**ACTIVITY**
Find every line in the material below with the string "axum" and state how many there are, with no other text.

※

use crate::application::dto::{
    AddToCartRequest, CartResponse, CreateCategoryRequest, CreateOrderRequest, ErrorResponse,
    ProductListQuery, ProductPayload, RenameCategoryRequest, UpdateCartItemRequest,
};
use crate::application::{CartStore, CatalogService, OrderService, ReportService};
use crate::domain::errors::DomainError;
use crate::domain::value_objects::OrderStatusFilter;
use crate::ports::catalog_repository_port::ProductFilter;
use crate::ports::{
    CatalogRepositoryPort, ObjectStoragePort, OrderRepositoryPort, PaymentProviderPort,
};
use axum::{
    extract::{Path, Query, State},
    http::StatusCode,
    response::{IntoResponse, Json},
};
use serde::Deserialize;
use std::sync::Arc;
use tracing::{error, info};
use uuid::Uuid;

/// Application state shared by all handlers.
pub struct AppState<
    P: PaymentProviderPort,
    R: OrderRepositoryPort,
    C: CatalogRepositoryPort,
    S: ObjectStoragePort,
> {
    pub order_service: Arc<OrderService<P, R, C>>,
    pub catalog_service: Arc<CatalogService<C, S>>,
    pub report_service: Arc<ReportService<R>>,
    pub cart_store: Arc<CartStore>,
}

impl<
        P: PaymentProviderPort,
        R: OrderRepositoryPort,
        C: CatalogRepositoryPort,
        S: ObjectStoragePort,
    > Clone for AppState<P, R, C, S>
{
    fn clone(&self) -> Self {
        Self {
            order_service: self.order_service.clone(),
            catalog_service: self.catalog_service.clone(),
            report_service: self.report_service.clone(),
            cart_store: self.cart_store.clone(),
        }
    }
}

type ApiError = (StatusCode, Json<ErrorResponse>);

/// Maps the domain taxonomy onto HTTP statuses.
fn error_response(e: DomainError) -> ApiError {
    let (status, code) = match &e {
        DomainError::ValidationError(_)
        | DomainError::InvalidAmount(_)
        | DomainError::UnknownProducts(_)
        | DomainError::InvalidState { .. } => (StatusCode::BAD_REQUEST, "VALIDATION_ERROR"),
        DomainError::OrderNotFound(_)
        | DomainError::ProductNotFound(_)
        | DomainError::CategoryNotFound(_) => (StatusCode::NOT_FOUND, "NOT_FOUND"),
        DomainError::CategoryInUse(_) => (StatusCode::CONFLICT, "CATEGORY_IN_USE"),
        DomainError::SignatureVerificationFailed => {
            (StatusCode::UNAUTHORIZED, "INVALID_SIGNATURE")
        }
        DomainError::SerializationError(_) => (StatusCode::BAD_REQUEST, "INVALID_REQUEST"),
        DomainError::PaymentProviderError(_) | DomainError::HttpError(_) => {
            (StatusCode::BAD_GATEWAY, "PROVIDER_ERROR")
        }
        DomainError::StorageError(_) => (StatusCode::BAD_GATEWAY, "STORAGE_ERROR"),
        _ => (StatusCode::INTERNAL_SERVER_ERROR, "INTERNAL_ERROR"),
    };

    if status.is_server_error() {
        error!("Request failed: {}", e);
    }

    (
        status,
        Json(ErrorResponse::new(code.to_string(), e.to_string())),
    )
}

pub async fn health_check() -> impl IntoResponse {
    (StatusCode::OK, Json(serde_json::json!({ "status": "ok" })))
}

// ---- Categories ----

pub async fn list_categories<
    P: PaymentProviderPort,
    R: OrderRepositoryPort,
    C: CatalogRepositoryPort,
    S: ObjectStoragePort,
>(
    State(state): State<AppState<P, R, C, S>>,
) -> Result<impl IntoResponse, ApiError> {
    state
        .catalog_service
        .list_categories()
        .await
        .map(Json)
        .map_err(error_response)
}

pub async fn create_category<
    P: PaymentProviderPort,
    R: OrderRepositoryPort,
    C: CatalogRepositoryPort,
    S: ObjectStoragePort,
>(
    State(state): State<AppState<P, R, C, S>>,
    Json(request): Json<CreateCategoryRequest>,
) -> Result<impl IntoResponse, ApiError> {
    state
        .catalog_service
        .create_category(request.name)
        .await
        .map(|category| (StatusCode::CREATED, Json(category)))
        .map_err(error_response)
}

pub async fn rename_category<
    P: PaymentProviderPort,
    R: OrderRepositoryPort,
    C: CatalogRepositoryPort,
    S: ObjectStoragePort,
>(
    State(state): State<AppState<P, R, C, S>>,
    Path(id): Path<Uuid>,
    Json(request): Json<RenameCategoryRequest>,
) -> Result<impl IntoResponse, ApiError> {
    state
        .catalog_service
        .rename_category(id, request.name)
        .await
        .map(Json)
        .map_err(error_response)
}

pub async fn delete_category<
    P: PaymentProviderPort,
    R: OrderRepositoryPort,
    C: CatalogRepositoryPort,
    S: ObjectStoragePort,
>(
    State(state): State<AppState<P, R, C, S>>,
    Path(id): Path<Uuid>,
) -> Result<impl IntoResponse, ApiError> {
    state
        .catalog_service
        .delete_category(id)
        .await
        .map(|_| StatusCode::NO_CONTENT)
        .map_err(error_response)
}

// ---- Products ----

fn parse_product_filter(query: ProductListQuery) -> Result<ProductFilter, ApiError> {
    let category_id = match query.category_id.as_deref() {
        None | Some("ALL") => None,
        Some(raw) => Some(raw.parse::<Uuid>().map_err(|_| {
            error_response(DomainError::ValidationError(format!(
                "Invalid category id: {raw}"
            )))
        })?),
    };

    Ok(ProductFilter {
        category_id,
        search: query.search.filter(|s| !s.is_empty()),
    })
}

pub async fn list_products<
    P: PaymentProviderPort,
    R: OrderRepositoryPort,
    C: CatalogRepositoryPort,
    S: ObjectStoragePort,
>(
    State(state): State<AppState<P, R, C, S>>,
    Query(query): Query<ProductListQuery>,
) -> Result<impl IntoResponse, ApiError> {
    let filter = parse_product_filter(query)?;
    state
        .catalog_service
        .list_products(filter)
        .await
        .map(Json)
        .map_err(error_response)
}

pub async fn get_product<
    P: PaymentProviderPort,
    R: OrderRepositoryPort,
    C: CatalogRepositoryPort,
    S: ObjectStoragePort,
>(
    State(state): State<AppState<P, R, C, S>>,
    Path(id): Path<Uuid>,
) -> Result<impl IntoResponse, ApiError> {
    state
        .catalog_service
        .get_product(id)
        .await
        .map(Json)
        .map_err(error_response)
}

pub async fn create_product<
    P: PaymentProviderPort,
    R: OrderRepositoryPort,
    C: CatalogRepositoryPort,
    S: ObjectStoragePort,
>(
    State(state): State<AppState<P, R, C, S>>,
    Json(payload): Json<ProductPayload>,
) -> Result<impl IntoResponse, ApiError> {
    state
        .catalog_service
        .create_product(payload)
        .await
        .map(|product| (StatusCode::CREATED, Json(product)))
        .map_err(error_response)
}

pub async fn edit_product<
    P: PaymentProviderPort,
    R: OrderRepositoryPort,
    C: CatalogRepositoryPort,
    S: ObjectStoragePort,
>(
    State(state): State<AppState<P, R, C, S>>,
    Path(id): Path<Uuid>,
    Json(payload): Json<ProductPayload>,
) -> Result<impl IntoResponse, ApiError> {
    state
        .catalog_service
        .edit_product(id, payload)
        .await
        .map(Json)
        .map_err(error_response)
}

pub async fn delete_product<
    P: PaymentProviderPort,
    R: OrderRepositoryPort,
    C: CatalogRepositoryPort,
    S: ObjectStoragePort,
>(
    State(state): State<AppState<P, R, C, S>>,
    Path(id): Path<Uuid>,
) -> Result<impl IntoResponse, ApiError> {
    state
        .catalog_service
        .delete_product(id)
        .await
        .map(|_| StatusCode::NO_CONTENT)
        .map_err(error_response)
}

pub async fn create_product_image_upload_url<
    P: PaymentProviderPort,
    R: OrderRepositoryPort,
    C: CatalogRepositoryPort,
    S: ObjectStoragePort,
>(
    State(state): State<AppState<P, R, C, S>>,
) -> Result<impl IntoResponse, ApiError> {
    state
        .catalog_service
        .create_image_upload_url()
        .await
        .map(|upload| (StatusCode::CREATED, Json(upload)))
        .map_err(error_response)
}

// ---- Cart ----

pub async fn get_cart<
    P: PaymentProviderPort,
    R: OrderRepositoryPort,
    C: CatalogRepositoryPort,
    S: ObjectStoragePort,
>(
    State(state): State<AppState<P, R, C, S>>,
    Path(session): Path<String>,
) -> impl IntoResponse {
    let cart = state.cart_store.snapshot(&session);
    Json(CartResponse::from_cart(&cart))
}

pub async fn add_cart_item<
    P: PaymentProviderPort,
    R: OrderRepositoryPort,
    C: CatalogRepositoryPort,
    S: ObjectStoragePort,
>(
    State(state): State<AppState<P, R, C, S>>,
    Path(session): Path<String>,
    Json(request): Json<AddToCartRequest>,
) -> Result<impl IntoResponse, ApiError> {
    // Snapshot the live product into the cart line.
    let product = state
        .catalog_service
        .get_product(request.product_id)
        .await
        .map_err(error_response)?;

    state.cart_store.add_item(&session, &product);
    let cart = state.cart_store.snapshot(&session);
    Ok((StatusCode::CREATED, Json(CartResponse::from_cart(&cart))))
}

pub async fn update_cart_item<
    P: PaymentProviderPort,
    R: OrderRepositoryPort,
    C: CatalogRepositoryPort,
    S: ObjectStoragePort,
>(
    State(state): State<AppState<P, R, C, S>>,
    Path((session, product_id)): Path<(String, Uuid)>,
    Json(request): Json<UpdateCartItemRequest>,
) -> impl IntoResponse {
    state
        .cart_store
        .update_quantity(&session, product_id, request.quantity);
    let cart = state.cart_store.snapshot(&session);
    Json(CartResponse::from_cart(&cart))
}

pub async fn remove_cart_item<
    P: PaymentProviderPort,
    R: OrderRepositoryPort,
    C: CatalogRepositoryPort,
    S: ObjectStoragePort,
>(
    State(state): State<AppState<P, R, C, S>>,
    Path((session, product_id)): Path<(String, Uuid)>,
) -> impl IntoResponse {
    state.cart_store.remove_item(&session, product_id);
    let cart = state.cart_store.snapshot(&session);
    Json(CartResponse::from_cart(&cart))
}

pub async fn clear_cart<
    P: PaymentProviderPort,
    R: OrderRepositoryPort,
    C: CatalogRepositoryPort,
    S: ObjectStoragePort,
>(
    State(state): State<AppState<P, R, C, S>>,
    Path(session): Path<String>,
) -> impl IntoResponse {
    state.cart_store.clear(&session);
    StatusCode::NO_CONTENT
}

/// Turns the session cart into an order. The cart is left untouched
/// either way: the client clears it once payment is confirmed.
pub async fn checkout_cart<
    P: PaymentProviderPort,
    R: OrderRepositoryPort,
    C: CatalogRepositoryPort,
    S: ObjectStoragePort,
>(
    State(state): State<AppState<P, R, C, S>>,
    Path(session): Path<String>,
) -> Result<impl IntoResponse, ApiError> {
    let cart = state.cart_store.snapshot(&session);
    let request = CreateOrderRequest {
        items: cart
            .items()
            .iter()
            .map(|line| crate::application::dto::OrderItemInput {
                product_id: line.product_id,
                quantity: line.quantity,
            })
            .collect(),
    };

    info!("Checkout for session: {}", session);

    state
        .order_service
        .create_order(request)
        .await
        .map(|response| (StatusCode::CREATED, Json(response)))
        .map_err(error_response)
}

// ---- Orders ----

pub async fn create_order<
    P: PaymentProviderPort,
    R: OrderRepositoryPort,
    C: CatalogRepositoryPort,
    S: ObjectStoragePort,
>(
    State(state): State<AppState<P, R, C, S>>,
    Json(request): Json<CreateOrderRequest>,
) -> Result<impl IntoResponse, ApiError> {
    info!("Received order creation request ({} items)", request.items.len());

    state
        .order_service
        .create_order(request)
        .await
        .map(|response| (StatusCode::CREATED, Json(response)))
        .map_err(error_response)
}

#[derive(Debug, Deserialize)]
pub struct OrderListQuery {
    #[serde(default)]
    pub status: OrderStatusFilter,
}

pub async fn list_orders<
    P: PaymentProviderPort,
    R: OrderRepositoryPort,
    C: CatalogRepositoryPort,
    S: ObjectStoragePort,
>(
    State(state): State<AppState<P, R, C, S>>,
    Query(query): Query<OrderListQuery>,
) -> Result<impl IntoResponse, ApiError> {
    state
        .report_service
        .list_orders(query.status)
        .await
        .map(Json)
        .map_err(error_response)
}

pub async fn check_order_status<
    P: PaymentProviderPort,
    R: OrderRepositoryPort,
    C: CatalogRepositoryPort,
    S: ObjectStoragePort,
>(
    State(state): State<AppState<P, R, C, S>>,
    Path(id): Path<Uuid>,
) -> Result<impl IntoResponse, ApiError> {
    state
        .order_service
        .check_order_status(id)
        .await
        .map(Json)
        .map_err(error_response)
}

pub async fn simulate_payment<
    P: PaymentProviderPort,
    R: OrderRepositoryPort,
    C: CatalogRepositoryPort,
    S: ObjectStoragePort,
>(
    State(state): State<AppState<P, R, C, S>>,
    Path(id): Path<Uuid>,
) -> Result<impl IntoResponse, ApiError> {
    info!("Received payment simulation request: {}", id);

    state
        .order_service
        .simulate_payment(id)
        .await
        .map(|_| StatusCode::NO_CONTENT)
        .map_err(error_response)
}

pub async fn finish_order<
    P: PaymentProviderPort,
    R: OrderRepositoryPort,
    C: CatalogRepositoryPort,
    S: ObjectStoragePort,
>(
    State(state): State<AppState<P, R, C, S>>,
    Path(id): Path<Uuid>,
) -> Result<impl IntoResponse, ApiError> {
    info!("Received finish request: {}", id);

    state
        .order_service
        .finish_order(id)
        .await
        .map(Json)
        .map_err(error_response)
}

// ---- Webhook ----

/// Provider payment callback. Authenticated by its HMAC signature, not
/// the bearer token; this route sits outside the auth gate.
pub async fn payment_webhook<
    P: PaymentProviderPort,
    R: OrderRepositoryPort,
    C: CatalogRepositoryPort,
    S: ObjectStoragePort,
>(
    State(state): State<AppState<P, R, C, S>>,
    headers: axum::http::HeaderMap,
    body: String,
) -> Result<impl IntoResponse, ApiError> {
    info!("Received payment callback");

    let signature = headers
        .get("x-callback-signature")
        .and_then(|h| h.to_str().ok())
        .ok_or_else(|| {
            (
                StatusCode::BAD_REQUEST,
                Json(ErrorResponse::new(
                    "INVALID_SIGNATURE".to_string(),
                    "Missing x-callback-signature".to_string(),
                )),
            )
        })?;

    state
        .order_service
        .handle_payment_callback(&body, signature)
        .await
        .map(|_| (StatusCode::OK, Json(serde_json::json!({ "received": true }))))
        .map_err(error_response)
}

// ---- Reports ----

pub async fn sales_report<
    P: PaymentProviderPort,
    R: OrderRepositoryPort,
    C: CatalogRepositoryPort,
    S: ObjectStoragePort,
>(
    State(state): State<AppState<P, R, C, S>>,
) -> Result<impl IntoResponse, ApiError> {
    state
        .report_service
        .sales_report()
        .await
        .map(Json)
        .map_err(error_response)
}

※

**ANSWER TO THIS EXERCISE**
2